Il teatro italiano ha riaperto al pubblico, tra limitazioni e incertezze

La “data x” è stata lunedì 26 aprile. Il primo a ricominciare le proiezioni è stato il cinema Beltrade di Milano con una maratona cominciata con Caro diario di Nanni Moretti. Il cinema è risalito agli onori della cronaca per la coda di almeno 80 persone che si è formata sin dalle 5.30 del mattino.
Uci Cinemas non aprirà nuovamente prima di metà maggio.
Il decreto regola le riaperture di teatri, cinema, sale da concerto in zona gialla. È fondamentale che i posti a sedere siano preassegnati e una distanza di un metro l’uno dall’altro. La capacità massima permessa è del 50% di quella massima ufficiale e comunque non superiore a 500 spettatori al chiuso e 1000 all’aperto.

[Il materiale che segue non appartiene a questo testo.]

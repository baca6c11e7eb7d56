//! User identity parsed from message sources
//!
//! Sources arrive shaped like `nick!user@host`. Anything else is a bare
//! nickname.

use std::fmt;

/// A lobby user as seen in a message source
#[derive(Debug, Clone, PartialEq, Eq, Hash)]
pub struct User {
    pub nick: String,
    pub user: Option<String>,
    pub host: Option<String>,
}

impl User {
    /// Parse a `nick!user@host` hostmask, falling back to a bare nickname
    pub fn parse(source: &str) -> Self {
        if let Some((nick, userhost)) = source.split_once('!') {
            if let Some((user, host)) = userhost.split_once('@') {
                return Self {
                    nick: nick.to_string(),
                    user: Some(user.to_string()),
                    host: Some(host.to_string()),
                };
            }
        }

        Self::bare(source)
    }

    /// A user known only by nickname
    pub fn bare(nick: &str) -> Self {
        Self {
            nick: nick.to_string(),
            user: None,
            host: None,
        }
    }

    /// Full hostmask, or the nickname when the user has no user/host part
    pub fn hostmask(&self) -> String {
        self.to_string()
    }

    pub fn is_bare(&self) -> bool {
        self.user.is_none() && self.host.is_none()
    }
}

impl fmt::Display for User {
    fn fmt(&self, f: &mut fmt::Formatter<'_>) -> fmt::Result {
        match (&self.user, &self.host) {
            (Some(user), Some(host)) => write!(f, "{}!{}@{}", self.nick, user, host),
            _ => f.write_str(&self.nick),
        }
    }
}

Oltre alla data del 26 aprile, sulla riapertura delle sale è palese che questa accadrà nel rispetto di una serie di nuove regole e protocolli da garantire la ripresa delle attività in totale sicurezza. Con la bozza del nuovo decreto la riapertura dei cinema e dei teatri sarà permessa purché vengano tenute in alta considerazione le seguenti regole:
• obbligo della mascherina anche durante lo spettacolo;
• distanziamento minimo di un metro tra le poltrone degli spettatori;
• vietati i posti in piedi, anche durante i concerti;
• la capienza massima non dovrà essere superiore al 50%, e comunque non superiore alle 1.000 persone per gli spettacoli all’aperto e 500 per quelli al chiuso.